When I speak something like:
"What is 15,276 divided by 5?"
It comes out formatted like this:
"what is fifteen thousand two hundred seventy six divided by five"
I already have a way to change a string to an int for the math part, so is there a way to somehow get a list like this from the phrase?
['fifteen thousand two hundred seventy six','five']

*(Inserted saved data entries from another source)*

//! Bytecode interpreter
//!
//! Replays one compiled opcode stream against a single destination instance.
//! Runs on the explosion hot path, potentially hundreds of times per event:
//! no allocation, no blocking, fixed-size local state only.

use crate::identity::ResourceHandle;
use crate::instance::InstanceData;
use crate::math::Vec3;
use crate::opcode::{Cursor, OpCode};
use crate::rng::EffectRng;

/// Number of scratch registers available to one execution
pub const SCRATCH_SLOTS: usize = 16;

/// Execute a compiled program against one destination instance
///
/// `damage` is the scaled explosion damage, `spawn_index` the index of this
/// instance within its spawn kind, and `dir` the explosion direction.
/// Scratch registers are zero-initialized; reading a register that was never
/// YANKed is legal and yields 0.
///
/// Execution is deterministic except for RAND and always runs to the END
/// opcode. Panics on an unrecognized opcode tag (see [`Cursor::next_op`]).
pub fn execute(
    code: &[u8],
    damage: f32,
    spawn_index: i32,
    dir: Vec3,
    instance: &mut InstanceData,
    rng: &mut EffectRng,
) {
    let mut cur = Cursor::new(code);
    let mut val = 0.0f32;
    let mut ptr = ResourceHandle::NONE;
    let mut scratch = [0.0f32; SCRATCH_SLOTS];

    loop {
        match cur.next_op() {
            OpCode::End => return,
            OpCode::Add => val += cur.read_f32(),
            OpCode::Rand => val += rng.next_f32() * cur.read_f32(),
            OpCode::Damage => val += damage * cur.read_f32(),
            OpCode::Index => val += spawn_index as f32 * cur.read_f32(),
            OpCode::Sawtooth => {
                // floating modulo
                let m = cur.read_f32();
                val -= m * safe_div(val, m).floor();
            }
            OpCode::Discrete => {
                let m = cur.read_f32();
                val = m * safe_div(val, m).floor();
            }
            OpCode::Sine => {
                let m = cur.read_f32();
                val = m * val.sin();
            }
            OpCode::Pow => {
                let e = cur.read_f32();
                val = val.powf(e);
            }
            OpCode::Yank => {
                scratch[cur.read_i32() as usize] = val;
                val = 0.0;
            }
            OpCode::Multiply => val *= scratch[cur.read_i32() as usize],
            OpCode::AddBuff => val += scratch[cur.read_i32() as usize],
            OpCode::PowBuff => {
                let e = scratch[cur.read_i32() as usize];
                val = val.powf(e);
            }
            OpCode::StoreI => {
                instance.write_i32(cur.read_u16(), val as i32);
                val = 0.0;
            }
            OpCode::StoreF => {
                instance.write_f32(cur.read_u16(), val);
                val = 0.0;
            }
            OpCode::StoreC => {
                instance.write_u8(cur.read_u16(), val as i32 as u8);
                val = 0.0;
            }
            OpCode::Dir => instance.write_vec3(cur.read_u16(), dir),
            OpCode::LoadP => ptr = ResourceHandle::from_raw(cur.read_u64()),
            OpCode::StoreP => {
                instance.write_handle(cur.read_u16(), ptr);
                ptr = ResourceHandle::NONE;
            }
        }
    }
}

/// Divide, treating a zero divisor as a zero quotient
fn safe_div(num: f32, den: f32) -> f32 {
    if den == 0.0 {
        0.0
    } else {
        num / den
    }
}

#[cfg(test)]
mod tests {
    use super::*;
    use crate::opcode::CodeStream;
    use crate::schema::ClassDesc;

    fn float_class(fields: &[&str]) -> std::sync::Arc<ClassDesc> {
        let mut b = ClassDesc::builder("test");
        for f in fields {
            b = b.float(*f);
        }
        b.build()
    }

    fn run(code: Vec<u8>, damage: f32, index: i32, instance: &mut InstanceData) {
        let mut rng = EffectRng::new(7);
        execute(&code, damage, index, Vec3::ZERO, instance, &mut rng);
    }

    #[test]
    fn test_add_and_store() {
        let class = float_class(&["a"]);
        let mut inst = InstanceData::for_class(&class);
        let mut code = CodeStream::new();
        code.op_f32(OpCode::Add, 1.5);
        code.op_store(OpCode::StoreF, 0);

        run(code.finish(), 0.0, 0, &mut inst);
        assert_eq!(inst.read_f32(0), 1.5);
    }

    #[test]
    fn test_store_resets_accumulator() {
        // every scalar store zeroes val, so a chained follow-up store
        // writes 0, not a stale value
        use crate::schema::{ScalarKind, TypeDesc};
        let class = ClassDesc::builder("t")
            .float("a") // 0
            .int("b") // 4
            .field("c", TypeDesc::Scalar(ScalarKind::Byte)) // 8
            .float("d") // 9
            .int("e") // 13
            .field("f", TypeDesc::Scalar(ScalarKind::Byte)) // 17
            .build();
        let mut inst = InstanceData::for_class(&class);
        let mut code = CodeStream::new();
        code.op_f32(OpCode::Add, 3.0);
        code.op_store(OpCode::StoreF, 0);
        code.op_store(OpCode::StoreI, 4); // STOREF reset val
        code.op_f32(OpCode::Add, 4.6);
        code.op_store(OpCode::StoreI, 13);
        code.op_store(OpCode::StoreC, 8); // STOREI reset val
        code.op_f32(OpCode::Add, 200.0);
        code.op_store(OpCode::StoreC, 17);
        code.op_store(OpCode::StoreF, 9); // STOREC reset val

        run(code.finish(), 0.0, 0, &mut inst);
        assert_eq!(inst.read_f32(0), 3.0);
        assert_eq!(inst.read_i32(4), 0);
        assert_eq!(inst.read_i32(13), 4);
        assert_eq!(inst.read_u8(8), 0);
        assert_eq!(inst.read_u8(17), 200);
        assert_eq!(inst.read_f32(9), 0.0);
    }

    #[test]
    fn test_damage_and_index_inputs() {
        let class = float_class(&["a"]);
        let mut code = CodeStream::new();
        code.op_f32(OpCode::Damage, 2.0);
        code.op_f32(OpCode::Index, 10.0);
        code.op_store(OpCode::StoreF, 0);
        let bytes = code.finish();

        let mut inst = InstanceData::for_class(&class);
        run(bytes.clone(), 5.0, 3, &mut inst);
        assert_eq!(inst.read_f32(0), 5.0 * 2.0 + 3.0 * 10.0);
    }

    #[test]
    fn test_rand_stays_in_interval() {
        let class = float_class(&["a"]);
        let mut code = CodeStream::new();
        code.op_f32(OpCode::Damage, 2.0);
        code.op_f32(OpCode::Rand, 0.5);
        code.op_store(OpCode::StoreF, 0);
        let bytes = code.finish();

        let mut rng = EffectRng::new(99);
        for _ in 0..1000 {
            let mut inst = InstanceData::for_class(&class);
            execute(&bytes, 10.0, 0, Vec3::ZERO, &mut inst, &mut rng);
            let v = inst.read_f32(0);
            assert!((20.0..20.5).contains(&v), "value {v} escaped [20, 20.5)");
        }
    }

    #[test]
    fn test_yank_zeroes_accumulator() {
        // y0 copies val into register 0 and resets val, so x0 multiplies
        // the now-zero accumulator
        let class = float_class(&["a"]);
        let mut code = CodeStream::new();
        code.op_f32(OpCode::Add, 16.0);
        code.op_reg(OpCode::Yank, 0);
        code.op_reg(OpCode::Multiply, 0);
        code.op_store(OpCode::StoreF, 0);

        let mut inst = InstanceData::for_class(&class);
        run(code.finish(), 0.0, 0, &mut inst);
        assert_eq!(inst.read_f32(0), 0.0);
    }

    #[test]
    fn test_register_readback() {
        // 8 y0 2 a0 x0 -> (2 + 8) * 8 = 80
        let class = float_class(&["a"]);
        let mut code = CodeStream::new();
        code.op_f32(OpCode::Add, 8.0);
        code.op_reg(OpCode::Yank, 0);
        code.op_f32(OpCode::Add, 2.0);
        code.op_reg(OpCode::AddBuff, 0);
        code.op_reg(OpCode::Multiply, 0);
        code.op_store(OpCode::StoreF, 0);

        let mut inst = InstanceData::for_class(&class);
        run(code.finish(), 0.0, 0, &mut inst);
        assert_eq!(inst.read_f32(0), 80.0);
    }

    #[test]
    fn test_sawtooth_and_discrete() {
        let class = float_class(&["a", "b"]);
        let mut code = CodeStream::new();
        code.op_f32(OpCode::Add, 7.5);
        code.op_f32(OpCode::Sawtooth, 2.0);
        code.op_store(OpCode::StoreF, 0);
        code.op_f32(OpCode::Add, 7.5);
        code.op_f32(OpCode::Discrete, 2.0);
        code.op_store(OpCode::StoreF, 4);

        let mut inst = InstanceData::for_class(&class);
        run(code.finish(), 0.0, 0, &mut inst);
        assert_eq!(inst.read_f32(0), 1.5);
        assert_eq!(inst.read_f32(4), 6.0);
    }

    #[test]
    fn test_zero_operand_modulo_is_safe() {
        let class = float_class(&["a", "b"]);
        let mut code = CodeStream::new();
        code.op_f32(OpCode::Add, 7.5);
        code.op_f32(OpCode::Sawtooth, 0.0);
        code.op_store(OpCode::StoreF, 0);
        code.op_f32(OpCode::Add, 7.5);
        code.op_f32(OpCode::Discrete, 0.0);
        code.op_store(OpCode::StoreF, 4);

        let mut inst = InstanceData::for_class(&class);
        run(code.finish(), 0.0, 0, &mut inst);
        assert!(inst.read_f32(0).is_finite());
        assert!(inst.read_f32(4).is_finite());
        assert_eq!(inst.read_f32(4), 0.0);
    }

    #[test]
    fn test_dir_write() {
        let class = float_class(&["x", "y", "z"]);
        let mut code = CodeStream::new();
        code.op_store(OpCode::Dir, 0);
        let bytes = code.finish();

        let mut inst = InstanceData::for_class(&class);
        let mut rng = EffectRng::new(1);
        let dir = Vec3::new(0.0, 1.0, -0.5);
        execute(&bytes, 0.0, 0, dir, &mut inst, &mut rng);
        assert_eq!(inst.read_vec3(0), dir);
    }

    #[test]
    fn test_loadp_storep() {
        let class = ClassDesc::builder("t")
            .field("tex", crate::schema::TypeDesc::Resource(crate::schema::ResourceKind::AtlasTexture))
            .build();
        let mut code = CodeStream::new();
        code.op_loadp(ResourceHandle::from_raw(42));
        code.op_store(OpCode::StoreP, 0);

        let mut inst = InstanceData::for_class(&class);
        run(code.finish(), 0.0, 0, &mut inst);
        assert_eq!(inst.read_handle(0), ResourceHandle::from_raw(42));
    }

    #[test]
    fn test_store_int_and_byte_truncation() {
        let class = ClassDesc::builder("t")
            .int("i")
            .field("c", crate::schema::TypeDesc::Scalar(crate::schema::ScalarKind::Byte))
            .build();
        let mut code = CodeStream::new();
        code.op_f32(OpCode::Add, 3.9);
        code.op_store(OpCode::StoreI, 0);
        code.op_f32(OpCode::Add, 260.0);
        code.op_store(OpCode::StoreC, 4);

        let mut inst = InstanceData::for_class(&class);
        run(code.finish(), 0.0, 0, &mut inst);
        assert_eq!(inst.read_i32(0), 3);
        assert_eq!(inst.read_u8(4), (260i32 as u8));
    }
}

Go through the list of words and check each one for membership in a set of numerical words. Add adjacent words to a temporary list. When you find a non-number word, create a new list. Remember to account for non-number words at the beginning of the sentence and number words at the end of the sentence.
result = []
group = []
nums = set('one two three four five six seven eight nine ten eleven twelve thirteen fourteen fifteen sixteen seventeen eighteen nineteen twenty thirty forty fifty sixty seventy eighty ninety hundred thousand million billion trillion quadrillion quintillion'.split())
for word in "what is fifteen thousand two hundred seventy six divided by five".split():
if word in nums:
group.append(word)
else:
if group:
result.append(group)
group = []
if group:
result.append(group)
Result:
>>> result
[['fifteen', 'thousand', 'two', 'hundred', 'seventy', 'six'], ['five']]
To join each sublist into a single string:
>>> list(map(' '.join, result))
['fifteen thousand two hundred seventy six', 'five']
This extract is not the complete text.